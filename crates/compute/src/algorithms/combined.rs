//! Joint detection over two co-occurring series.
//!
//! A sample is above only when both series exceed their fixed thresholds.
//! There is no merge pass; runs shorter than the minimum duration are dropped.

use tracing::debug;

use airshed_core::{Event, Series};

use super::detection::{build_event, classify, extract_runs, filter_short, SampleState};

/// Combine per-series states: any finite below sample wins, then missing.
fn combine(a: SampleState, b: SampleState) -> SampleState {
    match (a, b) {
        (SampleState::Below, _) | (_, SampleState::Below) => SampleState::Below,
        (SampleState::Above, SampleState::Above) => SampleState::Above,
        _ => SampleState::Missing,
    }
}

/// Detects intervals where series A and series B are both above threshold.
#[derive(Debug, Clone, Copy)]
pub struct CombinedEventDetector {
    threshold_a: f64,
    threshold_b: f64,
    min_duration: usize,
    max_missing_gap: usize,
    placeholder_multiplier: f64,
}

impl CombinedEventDetector {
    pub fn new(threshold_a: f64, threshold_b: f64, min_duration: usize) -> Self {
        Self {
            threshold_a,
            threshold_b,
            min_duration,
            max_missing_gap: 1,
            placeholder_multiplier: 1.0,
        }
    }

    /// Longest missing-only stretch bridged inside a joint run (default 1).
    pub fn with_max_missing_gap(mut self, max_missing_gap: usize) -> Self {
        self.max_missing_gap = max_missing_gap;
        self
    }

    /// Multiplier used to back out the placeholder baseline
    /// (`threshold_a / multiplier`) stored on detected events.
    pub fn with_placeholder_multiplier(mut self, multiplier: f64) -> Self {
        self.placeholder_multiplier = multiplier;
        self
    }

    fn placeholder_baseline(&self) -> f64 {
        if self.placeholder_multiplier.abs() < f64::EPSILON {
            f64::NAN
        } else {
            self.threshold_a / self.placeholder_multiplier
        }
    }

    /// Detect joint events. Peaks, timestamps and the NaN flag come from
    /// series A. Samples beyond the shorter input are ignored.
    pub fn detect(&self, a: &Series, b: &[f64]) -> Vec<Event> {
        let states: Vec<SampleState> = a
            .values()
            .iter()
            .zip(b)
            .map(|(&x, &y)| combine(classify(x, self.threshold_a), classify(y, self.threshold_b)))
            .collect();

        let runs = filter_short(extract_runs(&states, self.max_missing_gap), self.min_duration);
        let placeholder = self.placeholder_baseline();

        let events: Vec<Event> = runs
            .into_iter()
            .filter_map(|run| build_event(a, run, placeholder))
            .collect();

        debug!(
            threshold_a = self.threshold_a,
            threshold_b = self.threshold_b,
            events = events.len(),
            "combined detection complete"
        );
        events
    }
}

/// Overwrite the baseline slots of every event, as the caller does after
/// combined detection with a percentile of series A.
pub fn rebase_events(events: &mut [Event], baseline: f64) {
    for event in events {
        event.rebase(baseline);
    }
}

#[cfg(test)]
mod tests {
    use super::*;

    const NAN: f64 = f64::NAN;

    #[test]
    fn requires_both_series_above() {
        let a = Series::from_values(vec![1.0, 9.0, 9.0, 9.0, 9.0, 1.0]);
        let b = [1.0, 1.0, 20.0, 20.0, 20.0, 20.0];
        let events = CombinedEventDetector::new(5.0, 10.0, 2).detect(&a, &b);
        assert_eq!(events.len(), 1);
        assert_eq!((events[0].start, events[0].end), (2, 4));
    }

    #[test]
    fn short_joint_runs_are_dropped_and_not_merged() {
        let a = Series::from_values(vec![9.0, 9.0, 1.0, 9.0, 9.0, 9.0]);
        let b = [20.0; 6];
        let events = CombinedEventDetector::new(5.0, 10.0, 3).detect(&a, &b);
        assert_eq!(events.len(), 1);
        assert_eq!(events[0].start, 3);
        assert!(!events[0].quality.merged);
    }

    #[test]
    fn placeholder_baseline_is_threshold_over_multiplier() {
        let a = Series::from_values(vec![9.0, 9.0, 9.0]);
        let b = [20.0; 3];
        let events = CombinedEventDetector::new(6.0, 10.0, 1)
            .with_placeholder_multiplier(3.0)
            .detect(&a, &b);
        assert_eq!(events[0].baseline, 2.0);
        assert_eq!(events[0].baseline_out, 2.0);
    }

    #[test]
    fn rebase_overrides_placeholder() {
        let a = Series::from_values(vec![1.0, 9.0, 9.0, 1.0]);
        let b = [20.0; 4];
        let mut events = CombinedEventDetector::new(5.0, 10.0, 1).detect(&a, &b);
        rebase_events(&mut events, 1.5);
        assert_eq!(events[0].baseline, 1.5);
        assert_eq!(events[0].baseline_out, 1.5);
    }

    #[test]
    fn nan_in_either_series_bridges_but_below_splits() {
        let a = Series::from_values(vec![9.0, NAN, 9.0, 9.0, 9.0]);
        let b = [20.0, 20.0, NAN, 1.0, 20.0];
        let events = CombinedEventDetector::new(5.0, 10.0, 1).detect(&a, &b);
        assert_eq!(events.len(), 2);
        assert_eq!((events[0].start, events[0].end), (0, 0));
        assert_eq!((events[1].start, events[1].end), (4, 4));

        let b = [20.0, 20.0, NAN, 20.0, 20.0];
        let events = CombinedEventDetector::new(5.0, 10.0, 1)
            .with_max_missing_gap(2)
            .detect(&a, &b);
        assert_eq!(events.len(), 1);
        assert_eq!((events[0].start, events[0].end), (0, 4));
        assert!(events[0].quality.nan_gap);
    }

    #[test]
    fn missing_stretch_longer_than_limit_splits_joint_runs() {
        let mut a = vec![9.0, 9.0];
        a.extend(vec![NAN; 50]);
        a.extend([9.0, 9.0]);
        let b = vec![20.0; a.len()];
        let events = CombinedEventDetector::new(5.0, 10.0, 2).detect(&Series::from_values(a), &b);
        assert_eq!(events.len(), 2);
        assert_eq!((events[0].start, events[0].end), (0, 1));
        assert_eq!((events[1].start, events[1].end), (52, 53));
    }
}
-=-=-
→ **Your goal**:
Within the material above, tally each line that contains "CombinedEventDetector" and respond with the tally only.

→ **Problem solution**:
9